__Exercise description__:
On how many lines of the data below does the word "Value" appear? Reply with the number only.

== Given information

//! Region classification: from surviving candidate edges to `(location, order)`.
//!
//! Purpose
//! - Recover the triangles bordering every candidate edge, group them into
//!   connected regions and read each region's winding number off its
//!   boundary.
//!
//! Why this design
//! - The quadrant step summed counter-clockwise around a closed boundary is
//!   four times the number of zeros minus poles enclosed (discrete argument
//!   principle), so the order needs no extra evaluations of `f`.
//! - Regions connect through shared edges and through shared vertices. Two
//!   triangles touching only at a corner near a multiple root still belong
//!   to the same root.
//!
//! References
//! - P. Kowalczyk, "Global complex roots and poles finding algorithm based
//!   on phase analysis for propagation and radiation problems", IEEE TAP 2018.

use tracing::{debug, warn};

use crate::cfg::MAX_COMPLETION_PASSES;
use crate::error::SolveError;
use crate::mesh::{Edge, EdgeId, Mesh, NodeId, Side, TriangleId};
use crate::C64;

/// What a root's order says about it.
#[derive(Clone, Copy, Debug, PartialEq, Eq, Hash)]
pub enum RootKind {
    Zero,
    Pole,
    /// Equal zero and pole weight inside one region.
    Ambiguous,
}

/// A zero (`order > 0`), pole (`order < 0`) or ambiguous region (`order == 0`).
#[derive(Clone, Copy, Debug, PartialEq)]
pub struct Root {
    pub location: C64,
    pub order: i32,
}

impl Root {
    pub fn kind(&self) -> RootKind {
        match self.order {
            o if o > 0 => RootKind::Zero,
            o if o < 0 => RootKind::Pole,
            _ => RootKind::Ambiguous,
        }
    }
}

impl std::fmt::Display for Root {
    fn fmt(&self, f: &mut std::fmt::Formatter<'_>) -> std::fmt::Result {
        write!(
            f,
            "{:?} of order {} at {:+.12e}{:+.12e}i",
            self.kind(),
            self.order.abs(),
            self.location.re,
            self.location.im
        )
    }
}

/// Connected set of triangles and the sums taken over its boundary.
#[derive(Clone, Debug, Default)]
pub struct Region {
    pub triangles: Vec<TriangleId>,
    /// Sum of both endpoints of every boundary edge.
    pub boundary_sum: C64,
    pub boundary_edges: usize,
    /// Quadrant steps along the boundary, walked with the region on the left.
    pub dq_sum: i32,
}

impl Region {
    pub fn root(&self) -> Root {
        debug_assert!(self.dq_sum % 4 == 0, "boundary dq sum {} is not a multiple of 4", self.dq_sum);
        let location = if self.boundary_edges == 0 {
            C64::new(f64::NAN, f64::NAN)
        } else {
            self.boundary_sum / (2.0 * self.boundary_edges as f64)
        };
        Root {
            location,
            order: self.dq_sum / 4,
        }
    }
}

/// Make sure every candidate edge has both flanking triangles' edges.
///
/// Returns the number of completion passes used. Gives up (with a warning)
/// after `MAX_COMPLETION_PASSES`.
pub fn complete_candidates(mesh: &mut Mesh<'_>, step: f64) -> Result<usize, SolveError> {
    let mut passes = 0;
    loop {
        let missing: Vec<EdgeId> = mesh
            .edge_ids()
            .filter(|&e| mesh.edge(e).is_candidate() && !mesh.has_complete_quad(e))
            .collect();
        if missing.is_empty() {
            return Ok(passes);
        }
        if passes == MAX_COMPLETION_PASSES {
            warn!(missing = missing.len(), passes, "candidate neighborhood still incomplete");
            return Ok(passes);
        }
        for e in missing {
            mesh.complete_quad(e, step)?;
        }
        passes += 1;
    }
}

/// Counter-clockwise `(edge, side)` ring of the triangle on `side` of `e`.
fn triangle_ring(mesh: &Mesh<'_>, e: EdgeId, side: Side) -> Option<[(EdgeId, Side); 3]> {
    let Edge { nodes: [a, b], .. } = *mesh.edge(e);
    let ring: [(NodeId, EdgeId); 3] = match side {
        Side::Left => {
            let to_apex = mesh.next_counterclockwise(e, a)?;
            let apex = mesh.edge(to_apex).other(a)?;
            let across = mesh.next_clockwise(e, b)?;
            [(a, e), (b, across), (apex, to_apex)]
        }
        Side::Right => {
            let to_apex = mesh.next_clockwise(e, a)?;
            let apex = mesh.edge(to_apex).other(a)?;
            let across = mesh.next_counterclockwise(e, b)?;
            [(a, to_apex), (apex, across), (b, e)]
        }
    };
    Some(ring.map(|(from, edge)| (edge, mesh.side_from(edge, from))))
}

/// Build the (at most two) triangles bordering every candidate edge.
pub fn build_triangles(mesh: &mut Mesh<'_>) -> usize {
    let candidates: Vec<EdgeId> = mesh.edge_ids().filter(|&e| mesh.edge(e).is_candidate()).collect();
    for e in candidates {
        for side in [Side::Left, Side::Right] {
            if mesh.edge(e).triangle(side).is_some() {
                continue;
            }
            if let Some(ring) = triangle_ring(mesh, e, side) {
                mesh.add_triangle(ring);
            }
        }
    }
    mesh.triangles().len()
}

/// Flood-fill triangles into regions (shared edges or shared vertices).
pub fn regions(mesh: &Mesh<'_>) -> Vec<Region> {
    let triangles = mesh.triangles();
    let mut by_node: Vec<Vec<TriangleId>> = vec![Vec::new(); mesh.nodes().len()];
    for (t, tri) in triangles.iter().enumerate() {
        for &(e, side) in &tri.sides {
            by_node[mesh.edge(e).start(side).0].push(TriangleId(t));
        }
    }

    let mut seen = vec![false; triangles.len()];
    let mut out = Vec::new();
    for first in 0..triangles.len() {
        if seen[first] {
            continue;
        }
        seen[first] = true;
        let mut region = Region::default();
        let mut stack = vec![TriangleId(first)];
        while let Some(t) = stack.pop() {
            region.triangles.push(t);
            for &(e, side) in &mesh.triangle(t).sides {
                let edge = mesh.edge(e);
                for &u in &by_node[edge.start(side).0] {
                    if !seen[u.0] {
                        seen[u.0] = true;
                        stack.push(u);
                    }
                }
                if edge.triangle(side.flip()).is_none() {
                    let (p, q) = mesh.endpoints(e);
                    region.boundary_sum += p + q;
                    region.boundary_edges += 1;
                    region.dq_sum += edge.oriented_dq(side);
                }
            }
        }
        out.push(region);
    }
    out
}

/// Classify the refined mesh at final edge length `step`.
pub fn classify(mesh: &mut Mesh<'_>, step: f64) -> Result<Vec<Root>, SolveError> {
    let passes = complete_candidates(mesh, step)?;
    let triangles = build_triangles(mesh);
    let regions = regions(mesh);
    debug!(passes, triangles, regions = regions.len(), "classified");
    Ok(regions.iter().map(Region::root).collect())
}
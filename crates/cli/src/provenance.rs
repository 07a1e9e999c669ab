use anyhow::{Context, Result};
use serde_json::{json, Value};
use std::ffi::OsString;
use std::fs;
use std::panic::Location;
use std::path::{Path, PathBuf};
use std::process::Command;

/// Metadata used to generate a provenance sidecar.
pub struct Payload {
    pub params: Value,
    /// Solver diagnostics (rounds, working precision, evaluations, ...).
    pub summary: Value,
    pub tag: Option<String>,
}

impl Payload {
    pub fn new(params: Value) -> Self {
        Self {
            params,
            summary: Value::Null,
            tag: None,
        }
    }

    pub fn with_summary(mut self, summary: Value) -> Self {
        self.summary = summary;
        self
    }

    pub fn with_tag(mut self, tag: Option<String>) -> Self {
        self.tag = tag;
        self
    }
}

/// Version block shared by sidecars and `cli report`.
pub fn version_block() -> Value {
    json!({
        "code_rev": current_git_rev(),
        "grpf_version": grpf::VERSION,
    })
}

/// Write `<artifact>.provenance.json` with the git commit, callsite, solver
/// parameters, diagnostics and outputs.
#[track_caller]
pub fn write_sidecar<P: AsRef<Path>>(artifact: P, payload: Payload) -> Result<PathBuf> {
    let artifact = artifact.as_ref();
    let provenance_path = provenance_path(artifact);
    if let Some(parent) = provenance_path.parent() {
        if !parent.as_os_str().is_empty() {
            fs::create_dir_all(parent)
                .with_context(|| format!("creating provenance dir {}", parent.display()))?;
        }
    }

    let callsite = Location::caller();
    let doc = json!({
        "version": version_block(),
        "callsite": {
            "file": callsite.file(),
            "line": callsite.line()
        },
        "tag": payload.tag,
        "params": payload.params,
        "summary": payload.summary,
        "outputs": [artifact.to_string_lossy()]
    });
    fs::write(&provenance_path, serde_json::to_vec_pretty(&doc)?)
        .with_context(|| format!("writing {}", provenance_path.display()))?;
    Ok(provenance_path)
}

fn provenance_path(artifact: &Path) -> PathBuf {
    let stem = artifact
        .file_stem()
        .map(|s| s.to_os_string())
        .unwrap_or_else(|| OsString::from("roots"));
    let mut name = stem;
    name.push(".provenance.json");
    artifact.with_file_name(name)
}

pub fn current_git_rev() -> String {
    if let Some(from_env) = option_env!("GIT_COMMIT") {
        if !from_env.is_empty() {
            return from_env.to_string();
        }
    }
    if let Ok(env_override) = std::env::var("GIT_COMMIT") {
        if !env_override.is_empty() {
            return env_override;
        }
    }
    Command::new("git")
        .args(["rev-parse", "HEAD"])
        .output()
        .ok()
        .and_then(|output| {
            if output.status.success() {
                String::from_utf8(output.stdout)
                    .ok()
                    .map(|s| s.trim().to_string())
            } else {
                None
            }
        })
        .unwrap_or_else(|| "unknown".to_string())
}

====

__Written solution__:
7